Uma data surreal, um presidente capacho, uma continência calhorda a uma bandeira de um país fora-da-lei, dois mestres da patifaria nacional, e uma meia nação posta de quatro, para comer sua meia ração de patriotismo imbecilizado. Essa é a principal imagem do desfile de 7 de setembro, em Brasília, um simulacro da democracia. Tudo indica que esse seria mais um dia patético na república dos balangandãs, dos carros alegóricos e da insalubre seriedade das pessoas de bem. Só que não.
O fato do presidente homenagear os Estados Unidos no dia da “independência” do Brasil, não só revela o entreguismo do atual governo, como também exalta civicamente a síndrome brasileira de cachorro abandonado com sarna na rua dos cabarés. Porém, não é só isso que envolve a áurea mais sombria do Brasil, desde a Ditadura Militar. O que Bolsonaro pleiteia é a continuidade do apoio americano na finalização do golpe iniciado pelo facínora Temer, só que agora com os militares na rua e a declaração de uma guerra civil pregada nos pulmões da presidência, como um enfisema de alta periculosidade.

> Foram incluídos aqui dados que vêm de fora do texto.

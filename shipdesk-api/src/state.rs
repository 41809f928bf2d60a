use std::sync::Arc;

use shipdesk_core::repository::OrderRepository;
use shipdesk_order::{ShipmentOrchestrator, WebhookReconciler};

#[derive(Clone)]
pub struct AppState {
    pub orders: Arc<dyn OrderRepository>,
    pub orchestrator: Arc<ShipmentOrchestrator>,
    pub reconciler: Arc<WebhookReconciler>,
}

A evocação anacrônica da doutrina Truman, feita constantemente por Bolsonaro, é um lampejo tardio de uma mente entalada no bojo sanitário da história, em que Olavo de Carvalho, o guru do grude, deposita suas bravatas com lombrigas, dia sim e dia não. Logo depois da Segunda Guerra Mundial, em 12 de março de 1947, Harry Truman defendeu a tese, em nome dos bons princípios, da democracia e de Deus, de que era necessário impedir a expansão do comunismo nas nações consideradas fracas na economia e nos aparatos bélicos. Assim nasce o plano Marshall de reconstrução da Europa e em seguida o protagonismo terrorista americano, entre outros, na Grécia, no Haiti, na Indonésia, no Vietnã, no Camboja e no financiamento escancarado das ditaduras na América Central e América do Sul.

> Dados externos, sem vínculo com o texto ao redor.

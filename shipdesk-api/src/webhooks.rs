use axum::{extract::State, routing::post, Json, Router};
use serde_json::json;

use shipdesk_order::reconcile::ReconcileOutcome;
use shipdesk_order::StatusPush;

use crate::state::AppState;

/// POST /v1/webhooks/carrier
/// Receive carrier status pushes. Always acknowledges with 200 so carriers
/// never enter a retry storm; an unknown order is not an error here.
pub async fn handle_carrier_webhook(
    State(state): State<AppState>,
    Json(payload): Json<StatusPush>,
) -> Json<serde_json::Value> {
    tracing::info!(
        awb = ?payload.awb,
        order_id = ?payload.order_id,
        status = %payload.current_status,
        "carrier webhook received"
    );

    let action = match state.reconciler.process(&payload).await {
        Ok(ReconcileOutcome::Applied { status, .. }) => format!("applied:{status}"),
        Ok(ReconcileOutcome::Absorbed { .. }) => "absorbed".to_string(),
        Ok(ReconcileOutcome::Rejected { .. }) => "rejected".to_string(),
        Ok(ReconcileOutcome::UnmappedStatus { .. }) => "unmapped".to_string(),
        Ok(ReconcileOutcome::UnknownOrder) => "unknown_order".to_string(),
        Err(e) => {
            // Application detail is useless to the carrier; log and ack
            tracing::error!(error = %e, "webhook reconciliation failed");
            "error".to_string()
        }
    };

    Json(json!({ "acknowledged": true, "action": action }))
}

pub fn routes() -> Router<AppState> {
    Router::new().route("/v1/webhooks/carrier", post(handle_carrier_webhook))
}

Brasil, Argentina e Chile foram países “fracassados” em que os golpes militares, em nome da democracia e contra o comunismo, foram na verdade crimes contra a humanidade, com direito a milhares e milhares de assassinatos, de torturas exultantes, de perseguição política e social das minorias, uma cruzada medieval de comportamento para o controle das populações e da garantia do controle total do poder. O apoio do governo americano, através da CIA e do financiamento bélico, foi fundamental para a instauração do terror e a consequente garantia que tudo ficaria encoberto, incluindo não só a hediondez dos regimes totalitários, como também a imensa coleção de escândalos de corrupção, que deram origem a patrimônios bilionários de ditadores e seus comparsas militares e civis.

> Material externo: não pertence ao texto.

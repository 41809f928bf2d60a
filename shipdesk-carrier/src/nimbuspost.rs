use std::sync::Arc;
use std::time::Duration;

use async_trait::async_trait;
use serde::Deserialize;

use shipdesk_core::carrier::{
    AwbAssignment, CarrierClient, CarrierError, CourierOption, DocumentRef, OrderSnapshot,
    ShipmentCreated, TrackingEvent, TrackingInfo,
};
use shipdesk_core::order::CarrierKind;

use crate::token::{send_authed, TokenCache, TokenProvider};

#[derive(Debug, Clone)]
pub struct NimbusConfig {
    pub base_url: String,
    pub email: String,
    pub password: String,
}

/// NimbusPost aggregator adapter. Auth is an email/password exchange; the
/// AWB comes back with shipment creation.
pub struct NimbusClient {
    http: reqwest::Client,
    cfg: NimbusConfig,
    tokens: TokenCache,
}

struct NimbusAuth {
    http: reqwest::Client,
    base_url: String,
    email: String,
    password: String,
}

#[derive(Deserialize)]
struct NpLoginResponse {
    status: bool,
    data: Option<String>,
    message: Option<String>,
}

#[async_trait]
impl TokenProvider for NimbusAuth {
    async fn fetch_token(&self) -> Result<String, CarrierError> {
        let response = self
            .http
            .post(format!("{}/users/login", self.base_url))
            .json(&serde_json::json!({
                "email": self.email,
                "password": self.password,
            }))
            .send()
            .await
            .map_err(|e| CarrierError::Network(e.to_string()))?;

        if !response.status().is_success() {
            return Err(CarrierError::AuthFailure(format!(
                "NimbusPost login returned {}",
                response.status()
            )));
        }

        let body: NpLoginResponse = response
            .json()
            .await
            .map_err(|e| CarrierError::Network(e.to_string()))?;
        if !body.status {
            return Err(CarrierError::AuthFailure(
                body.message
                    .unwrap_or_else(|| "NimbusPost login rejected".to_string()),
            ));
        }
        body.data
            .ok_or_else(|| CarrierError::AuthFailure("NimbusPost returned no token".to_string()))
    }
}

// ---- wire shapes, private to this adapter ----

#[derive(Deserialize)]
struct NpServiceabilityResponse {
    status: bool,
    data: Option<Vec<NpCourier>>,
    message: Option<String>,
}

#[derive(Deserialize)]
struct NpCourier {
    id: i64,
    name: String,
    total_charges: f64,
    edd: Option<f64>,
    courier_type: Option<String>,
}

#[derive(Deserialize)]
struct NpCreateResponse {
    status: bool,
    data: Option<NpShipmentData>,
    message: Option<String>,
}

#[derive(Deserialize)]
struct NpShipmentData {
    shipment_id: i64,
    awb_number: Option<String>,
    courier_name: Option<String>,
    label: Option<String>,
}

#[derive(Deserialize)]
struct NpTrackResponse {
    status: bool,
    data: Option<NpTrackData>,
    message: Option<String>,
}

#[derive(Deserialize)]
struct NpTrackData {
    status: Option<String>,
    history: Option<Vec<NpTrackEvent>>,
}

#[derive(Deserialize)]
struct NpTrackEvent {
    status_time: Option<chrono::DateTime<chrono::Utc>>,
    event: Option<String>,
    location: Option<String>,
    message: Option<String>,
}

#[derive(Deserialize)]
struct NpActionResponse {
    status: bool,
    data: Option<String>,
    message: Option<String>,
}

fn options_from_couriers(couriers: Vec<NpCourier>) -> Vec<CourierOption> {
    couriers
        .into_iter()
        .map(|c| CourierOption {
            option_id: c.id.to_string(),
            name: c.name,
            total_charge: c.total_charges,
            estimated_days: c.edd,
            surface: c.courier_type.as_deref() != Some("air"),
        })
        .collect()
}

impl NimbusClient {
    pub fn new(cfg: NimbusConfig, token_ttl: Duration) -> Self {
        let http = reqwest::Client::new();
        let auth = NimbusAuth {
            http: http.clone(),
            base_url: cfg.base_url.clone(),
            email: cfg.email.clone(),
            password: cfg.password.clone(),
        };
        Self {
            http,
            cfg,
            tokens: TokenCache::new(Arc::new(auth), token_ttl),
        }
    }

    fn url(&self, path: &str) -> String {
        format!("{}{}", self.cfg.base_url, path)
    }

    async fn api_error(response: reqwest::Response) -> CarrierError {
        let status = response.status();
        let message = response
            .json::<serde_json::Value>()
            .await
            .ok()
            .and_then(|v| v["message"].as_str().map(str::to_string))
            .unwrap_or_else(|| format!("NimbusPost returned {status}"));
        CarrierError::Api(message)
    }
}

#[async_trait]
impl CarrierClient for NimbusClient {
    fn kind(&self) -> CarrierKind {
        CarrierKind::Nimbuspost
    }

    async fn check_serviceability(
        &self,
        origin_pincode: &str,
        destination_pincode: &str,
        weight_kg: f64,
        is_cod: bool,
    ) -> Result<Vec<CourierOption>, CarrierError> {
        let url = self.url("/courier/serviceability");
        let grams = (weight_kg * 1000.0).round() as i64;
        let response = send_authed(&self.tokens, |token| {
            self.http.post(&url).bearer_auth(token).json(&serde_json::json!({
                "origin": origin_pincode,
                "destination": destination_pincode,
                "payment_type": if is_cod { "cod" } else { "prepaid" },
                "weight": grams,
            }))
        })
        .await?;

        if !response.status().is_success() {
            return Err(Self::api_error(response).await);
        }

        let body: NpServiceabilityResponse = response
            .json()
            .await
            .map_err(|e| CarrierError::Network(e.to_string()))?;

        if !body.status {
            let message = body.message.unwrap_or_default();
            if message.to_lowercase().contains("serviceable") {
                return Err(CarrierError::ServiceUnavailable(
                    destination_pincode.to_string(),
                ));
            }
            return Err(CarrierError::Api(message));
        }

        Ok(options_from_couriers(body.data.unwrap_or_default()))
    }

    async fn create_shipment(
        &self,
        snapshot: &OrderSnapshot,
        option: &CourierOption,
    ) -> Result<ShipmentCreated, CarrierError> {
        let consignee = &snapshot.consignee;
        let payment_type = if snapshot.cod_amount > 0 { "cod" } else { "prepaid" };
        let order_items: Vec<serde_json::Value> = snapshot
            .items
            .iter()
            .map(|i| {
                serde_json::json!({
                    "name": i.title,
                    "qty": i.quantity,
                    "price": i.unit_price as f64 / 100.0,
                })
            })
            .collect();
        let payload = serde_json::json!({
            "order_number": snapshot.order_number,
            "payment_type": payment_type,
            "order_amount": snapshot.declared_value as f64 / 100.0,
            "cod_charges": snapshot.cod_amount as f64 / 100.0,
            "package_weight": (snapshot.weight_kg * 1000.0).round() as i64,
            "courier_id": option.option_id,
            "consignee": {
                "name": consignee.name,
                "address": consignee.line1,
                "address_2": consignee.line2,
                "city": consignee.city,
                "state": consignee.state,
                "pincode": consignee.pincode,
                "phone": consignee.phone,
            },
            "order_items": order_items,
        });

        let url = self.url("/shipments");
        let response = send_authed(&self.tokens, |token| {
            self.http.post(&url).bearer_auth(token).json(&payload)
        })
        .await?;

        if !response.status().is_success() {
            return Err(Self::api_error(response).await);
        }

        let body: NpCreateResponse = response
            .json()
            .await
            .map_err(|e| CarrierError::Network(e.to_string()))?;

        if !body.status {
            let message = body.message.unwrap_or_default();
            if message.to_lowercase().contains("already") {
                return Err(CarrierError::AlreadyExists(snapshot.order_number.clone()));
            }
            return Err(CarrierError::Api(message));
        }

        let data = body
            .data
            .ok_or_else(|| CarrierError::Api("NimbusPost returned no shipment".to_string()))?;
        Ok(ShipmentCreated {
            external_shipment_id: data.shipment_id.to_string(),
            waybill: data.awb_number,
            label_url: data.label,
        })
    }

    async fn generate_awb(
        &self,
        _external_shipment_id: &str,
        _option_id: &str,
    ) -> Result<AwbAssignment, CarrierError> {
        // The AWB is issued with shipment creation; a second assignment is
        // always a duplicate.
        Err(CarrierError::AlreadyAssigned)
    }

    async fn schedule_pickup(&self, external_shipment_id: &str) -> Result<(), CarrierError> {
        let url = self.url("/shipments/pickup");
        let response = send_authed(&self.tokens, |token| {
            self.http.post(&url).bearer_auth(token).json(&serde_json::json!({
                "shipment_id": external_shipment_id,
            }))
        })
        .await?;

        if !response.status().is_success() {
            return Err(Self::api_error(response).await);
        }
        Ok(())
    }

    async fn track(&self, tracking_id: &str) -> Result<TrackingInfo, CarrierError> {
        let url = self.url("/shipments/track");
        let response = send_authed(&self.tokens, |token| {
            self.http.post(&url).bearer_auth(token).json(&serde_json::json!({
                "awb": tracking_id,
            }))
        })
        .await?;

        if !response.status().is_success() {
            return Err(Self::api_error(response).await);
        }

        let body: NpTrackResponse = response
            .json()
            .await
            .map_err(|e| CarrierError::Network(e.to_string()))?;

        if !body.status {
            return Err(CarrierError::Api(
                body.message
                    .unwrap_or_else(|| "tracking lookup failed".to_string()),
            ));
        }

        let data = body
            .data
            .ok_or_else(|| CarrierError::Api("no tracking data for AWB".to_string()))?;
        Ok(TrackingInfo {
            raw_status: data.status.unwrap_or_default(),
            events: data
                .history
                .unwrap_or_default()
                .into_iter()
                .map(|e| TrackingEvent {
                    at: e.status_time,
                    status: e.event.unwrap_or_default(),
                    location: e.location,
                    remarks: e.message,
                })
                .collect(),
        })
    }

    async fn cancel(&self, tracking_id: &str) -> Result<bool, CarrierError> {
        let url = self.url("/shipments/cancel");
        let response = send_authed(&self.tokens, |token| {
            self.http.post(&url).bearer_auth(token).json(&serde_json::json!({
                "awb": tracking_id,
            }))
        })
        .await?;

        if !response.status().is_success() {
            return Err(Self::api_error(response).await);
        }

        let body: NpActionResponse = response
            .json()
            .await
            .map_err(|e| CarrierError::Network(e.to_string()))?;
        if body.status {
            return Ok(true);
        }
        let message = body.message.unwrap_or_default();
        if message.to_lowercase().contains("delivered") {
            return Err(CarrierError::NotCancellable);
        }
        Ok(false)
    }

    async fn label(&self, external_shipment_id: &str) -> Result<DocumentRef, CarrierError> {
        let url = self.url("/shipments/label");
        let response = send_authed(&self.tokens, |token| {
            self.http.post(&url).bearer_auth(token).json(&serde_json::json!({
                "shipment_id": external_shipment_id,
            }))
        })
        .await?;

        if !response.status().is_success() {
            return Err(Self::api_error(response).await);
        }

        let body: NpActionResponse = response
            .json()
            .await
            .map_err(|e| CarrierError::Network(e.to_string()))?;
        match (body.status, body.data) {
            (true, Some(label_url)) => Ok(DocumentRef::Url(label_url)),
            _ => Err(CarrierError::Api(
                body.message
                    .unwrap_or_else(|| "label generation failed".to_string()),
            )),
        }
    }

    async fn manifest(&self, external_shipment_id: &str) -> Result<DocumentRef, CarrierError> {
        let url = self.url("/shipments/manifest");
        let response = send_authed(&self.tokens, |token| {
            self.http.post(&url).bearer_auth(token).json(&serde_json::json!({
                "shipment_id": external_shipment_id,
            }))
        })
        .await?;

        if !response.status().is_success() {
            return Err(Self::api_error(response).await);
        }

        let body: NpActionResponse = response
            .json()
            .await
            .map_err(|e| CarrierError::Network(e.to_string()))?;
        match (body.status, body.data) {
            (true, Some(manifest_url)) => Ok(DocumentRef::Url(manifest_url)),
            _ => Err(CarrierError::Api(
                body.message
                    .unwrap_or_else(|| "manifest generation failed".to_string()),
            )),
        }
    }
}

Durante a Ditadura Militar brasileira uma verdadeira horda de bandidos de bem ficaram bilionários, entre eles Silvio Santos, o que contraria a premissa cretina da meritocracia, pois se ele não fosse beneficiado pelo ditador general João Figueiredo, jamais teria se transformado em bilionário sendo camelô. É óbvio que vários setores da chamada elite brasileira sonham com a volta do passado em forma de farsa. Bandidos como Edir Macêdo preparam a chegada ao reino sagrado da ladroagem.
Acontece que na década de 60, do Século XX, o Brasil não significava absolutamente nada no cenário político internacional. Hoje o país é a nona economia do mundo e, até pouco tempo, um país em vias de transformação civilizatória. O que torna um golpe militar uma declaração de guerra civil, pois a reação da outra metade da nação, que anda erguida, não será a mesma de antigamente. Muito menos outras nações ficarão neutralizadas, como na época da Guerra Fria. Esse é o desespero político do retrocesso, jogar o país no caos, provocar a volta da penúria nacional, e criar a imagem demoníaca da esquerda, para que o cenário do subdesenvolvimento se instaure e justifique a insanidade dos crimes contra a humanidade, em toque de caixa e passos sorrateiros, num verdadeiro desfile de patifarias.